• **What is being asked**: Only the lines from the beginning of the data below through the line containing "fn open_write(&self) ->" belong in the response, each copied exactly.

━━━━━ Source records ━━━━━

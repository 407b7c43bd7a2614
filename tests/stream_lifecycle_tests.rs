//! Every stream a call opens is closed again, whatever way the call ends.

use std::sync::atomic::{AtomicUsize, Ordering};
use std::sync::Arc;

use emraster_core::error::Error;
use emraster_core::geometry::Geometry;
use emraster_exec::{Engine, Operand};
use emraster_io::{
    CellStore, Destination, MemoryStore, Raster, StoreDims, StoreError, StoreResult, WriteOptions,
};

/// Wraps a `MemoryStore`, counts every open/close and fails on request.
#[derive(Debug)]
struct TrackedStore {
    inner: MemoryStore,
    opens: AtomicUsize,
    closes: AtomicUsize,
    reads: AtomicUsize,
    writes: AtomicUsize,
    fail_read_at: Option<usize>,
    fail_write_at: Option<usize>,
}

impl TrackedStore {
    fn new(inner: MemoryStore) -> Self {
        Self {
            inner,
            opens: AtomicUsize::new(0),
            closes: AtomicUsize::new(0),
            reads: AtomicUsize::new(0),
            writes: AtomicUsize::new(0),
            fail_read_at: None,
            fail_write_at: None,
        }
    }

    fn failing_read(mut self, nth: usize) -> Self {
        self.fail_read_at = Some(nth);
        self
    }

    fn failing_write(mut self, nth: usize) -> Self {
        self.fail_write_at = Some(nth);
        self
    }

    fn opens(&self) -> usize {
        self.opens.load(Ordering::SeqCst)
    }

    fn balanced(&self) -> bool {
        self.opens() == self.closes.load(Ordering::SeqCst)
            && self.inner.open_readers() == 0
            && self.inner.open_writers() == 0
    }
}

impl CellStore for TrackedStore {
    fn location(&self) -> String {
        "tracked://".into()
    }

    fn dims(&self) -> StoreDims {
        self.inner.dims()
    }

    fn open_read(&self) -> StoreResult<()> {
        self.opens.fetch_add(1, Ordering::SeqCst);
        self.inner.open_read()
    }

    fn close_read(&self) -> StoreResult<()> {
        self.closes.fetch_add(1, Ordering::SeqCst);
        self.inner.close_read()
    }

    fn open_write(&self) -> StoreResult<()> {
        self.opens.fetch_add(1, Ordering::SeqCst);
        self.inner.open_write()
    }

    fn close_write(&self) -> StoreResult<()> {
        self.closes.fetch_add(1, Ordering::SeqCst);
        self.inner.close_write()
    }

    fn read_rows(
        &self,
        layer: usize,
        start_row: usize,
        nrows: usize,
        out: &mut Vec<f64>,
    ) -> StoreResult<()> {
        let n = self.reads.fetch_add(1, Ordering::SeqCst);
        if self.fail_read_at == Some(n) {
            return Err(StoreError::Backend("injected read failure".into()));
        }
        self.inner.read_rows(layer, start_row, nrows, out)
    }

    fn write_rows(
        &self,
        layer: usize,
        start_row: usize,
        nrows: usize,
        col_offset: usize,
        ncols: usize,
        values: &[f64],
    ) -> StoreResult<()> {
        let n = self.writes.fetch_add(1, Ordering::SeqCst);
        if self.fail_write_at == Some(n) {
            return Err(StoreError::Backend("injected write failure".into()));
        }
        self.inner
            .write_rows(layer, start_row, nrows, col_offset, ncols, values)
    }
}

const NROW: usize = 4;
const NCOL: usize = 3;

fn grid() -> Geometry {
    Geometry::grid(NROW, NCOL)
}

fn cells(seed: f64) -> Vec<f64> {
    (0..NROW * NCOL).map(|i| seed + i as f64).collect()
}

fn tracked_input(seed: f64) -> Arc<TrackedStore> {
    Arc::new(TrackedStore::new(
        MemoryStore::from_layers(NROW, NCOL, vec![cells(seed)]).unwrap(),
    ))
}

fn tracked_output() -> Arc<TrackedStore> {
    Arc::new(TrackedStore::new(MemoryStore::new(NROW, NCOL, 1)))
}

fn raster_over(store: &Arc<TrackedStore>) -> Raster {
    Raster::with_store(grid(), 1, store.clone()).unwrap()
}

fn opts_into(out: &Arc<TrackedStore>) -> WriteOptions {
    WriteOptions::default()
        .with_rows_per_block(1)
        .with_destination(Destination::Store(out.clone()))
}

#[test]
fn success_closes_everything() {
    let engine = Engine::default();
    let (a, b, out) = (tracked_input(0.0), tracked_input(100.0), tracked_output());
    let result = engine.arith_with(
        &raster_over(&a),
        Operand::Raster(&raster_over(&b)),
        "+",
        false,
        &opts_into(&out),
    );
    assert!(result.error().is_none());
    assert_eq!(result.manifest().unwrap().blocks_written, NROW);
    for s in [&a, &b, &out] {
        assert_eq!(s.opens(), 1);
        assert!(s.balanced());
    }
    assert_eq!(out.inner.cells_written(), NROW * NCOL);
}

#[test]
fn unsupported_operator_opens_nothing() {
    let engine = Engine::default();
    let (a, out) = (tracked_input(0.0), tracked_output());
    let result = engine.arith_with(
        &raster_over(&a),
        Operand::Scalar(1.0),
        "?",
        false,
        &opts_into(&out),
    );
    assert_eq!(result.error(), Some(&Error::UnsupportedOperator("?".into())));
    assert_eq!(a.opens(), 0);
    assert_eq!(out.opens(), 0);
}

#[test]
fn geometry_mismatch_opens_nothing() {
    let engine = Engine::default();
    let (a, out) = (tracked_input(0.0), tracked_output());
    let narrow = Raster::from_layers(Geometry::grid(NROW, 1), vec![vec![1.0; NROW]]).unwrap();
    let result = engine.arith_with(
        &raster_over(&a),
        Operand::Raster(&narrow),
        "*",
        false,
        &opts_into(&out),
    );
    assert_eq!(result.error(), Some(&Error::GeometryMismatch));
    assert_eq!(a.opens(), 0);
    assert_eq!(out.opens(), 0);
    assert_eq!(out.inner.cells_written(), 0);
}

#[test]
fn read_failure_aborts_and_closes() {
    let engine = Engine::default();
    // first read of block 2 fails
    let a = Arc::new(
        TrackedStore::new(MemoryStore::from_layers(NROW, NCOL, vec![cells(0.0)]).unwrap())
            .failing_read(2),
    );
    let b = tracked_input(5.0);
    let out = tracked_output();
    let result = engine.arith_with(
        &raster_over(&a),
        Operand::Raster(&raster_over(&b)),
        "-",
        false,
        &opts_into(&out),
    );
    assert!(matches!(result.error(), Some(Error::StreamRead(_))));
    assert!(!result.has_values());
    // blocks 0 and 1 made it out, nothing after
    assert_eq!(out.inner.cells_written(), 2 * NCOL);
    for s in [&a, &b, &out] {
        assert!(s.balanced(), "{s:?}");
    }
    assert_eq!(engine.budget().used_bytes(), 0);
}

#[test]
fn write_failure_aborts_and_closes() {
    let engine = Engine::default();
    let a = tracked_input(0.0);
    let out = Arc::new(TrackedStore::new(MemoryStore::new(NROW, NCOL, 1)).failing_write(1));
    let result = engine.arith_with(
        &raster_over(&a),
        Operand::PerLayer(vec![2.0, 3.0]),
        "*",
        false,
        &opts_into(&out),
    );
    assert!(matches!(result.error(), Some(Error::StreamWrite(_))));
    assert!(!result.has_values());
    assert_eq!(out.inner.cells_written(), NCOL);
    assert!(a.balanced());
    assert!(out.balanced());
    // stopped at the failing block: block 2 was never read
    assert_eq!(a.reads.load(Ordering::SeqCst), 2);
}

#[test]
fn output_already_open_is_a_write_error() {
    let engine = Engine::default();
    let a = tracked_input(0.0);
    let out = tracked_output();
    out.inner.open_write().unwrap();

    let result = engine.arith_with(
        &raster_over(&a),
        Operand::Scalar(1.0),
        "+",
        false,
        &opts_into(&out),
    );
    assert!(matches!(result.error(), Some(Error::StreamWrite(_))));
    assert_eq!(a.opens(), 0);
    out.inner.close_write().unwrap();
}

#[test]
fn mismatched_destination_is_rejected() {
    let engine = Engine::default();
    let a = tracked_input(0.0);
    let wrong = Arc::new(MemoryStore::new(NROW, NCOL, 2));
    let opts = WriteOptions::default().with_destination(Destination::Store(wrong.clone()));
    let result = engine.arith_with(&raster_over(&a), Operand::Scalar(1.0), "+", false, &opts);
    assert!(matches!(result.error(), Some(Error::StreamWrite(_))));
    assert_eq!(wrong.open_writers(), 0);
    assert!(a.balanced());
}

#[test]
fn budget_failure_closes_streams() {
    // One row of lhs + rhs buffers needs 2 * 3 * 8 = 48 bytes.
    let engine = Engine::new(emraster_core::config::EngineConfig {
        mem_cap_bytes: 40,
        ..Default::default()
    });
    let (a, b, out) = (tracked_input(0.0), tracked_input(1.0), tracked_output());
    let result = engine.arith_with(
        &raster_over(&a),
        Operand::Raster(&raster_over(&b)),
        "+",
        false,
        &opts_into(&out),
    );
    assert!(matches!(result.error(), Some(Error::Budget(_))));
    assert_eq!(out.inner.cells_written(), 0);
    for s in [&a, &b, &out] {
        assert!(s.balanced());
    }
    assert_eq!(engine.budget().used_bytes(), 0);
}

━━━━━

• **Problem solution**:
repository 407b7c43bd7a2614
filename tests/stream_lifecycle_tests.rs
//! Every stream a call opens is closed again, whatever way the call ends.

use std::sync::atomic::{AtomicUsize, Ordering};
use std::sync::Arc;

use emraster_core::error::Error;
use emraster_core::geometry::Geometry;
use emraster_exec::{Engine, Operand};
use emraster_io::{
    CellStore, Destination, MemoryStore, Raster, StoreDims, StoreError, StoreResult, WriteOptions,
};

/// Wraps a `MemoryStore`, counts every open/close and fails on request.
#[derive(Debug)]
struct TrackedStore {
    inner: MemoryStore,
    opens: AtomicUsize,
    closes: AtomicUsize,
    reads: AtomicUsize,
    writes: AtomicUsize,
    fail_read_at: Option<usize>,
    fail_write_at: Option<usize>,
}

impl TrackedStore {
    fn new(inner: MemoryStore) -> Self {
        Self {
            inner,
            opens: AtomicUsize::new(0),
            closes: AtomicUsize::new(0),
            reads: AtomicUsize::new(0),
            writes: AtomicUsize::new(0),
            fail_read_at: None,
            fail_write_at: None,
        }
    }

    fn failing_read(mut self, nth: usize) -> Self {
        self.fail_read_at = Some(nth);
        self
    }

    fn failing_write(mut self, nth: usize) -> Self {
        self.fail_write_at = Some(nth);
        self
    }

    fn opens(&self) -> usize {
        self.opens.load(Ordering::SeqCst)
    }

    fn balanced(&self) -> bool {
        self.opens() == self.closes.load(Ordering::SeqCst)
            && self.inner.open_readers() == 0
            && self.inner.open_writers() == 0
    }
}

impl CellStore for TrackedStore {
    fn location(&self) -> String {
        "tracked://".into()
    }

    fn dims(&self) -> StoreDims {
        self.inner.dims()
    }

    fn open_read(&self) -> StoreResult<()> {
        self.opens.fetch_add(1, Ordering::SeqCst);
        self.inner.open_read()
    }

    fn close_read(&self) -> StoreResult<()> {
        self.closes.fetch_add(1, Ordering::SeqCst);
        self.inner.close_read()
    }

    fn open_write(&self) -> StoreResult<()> {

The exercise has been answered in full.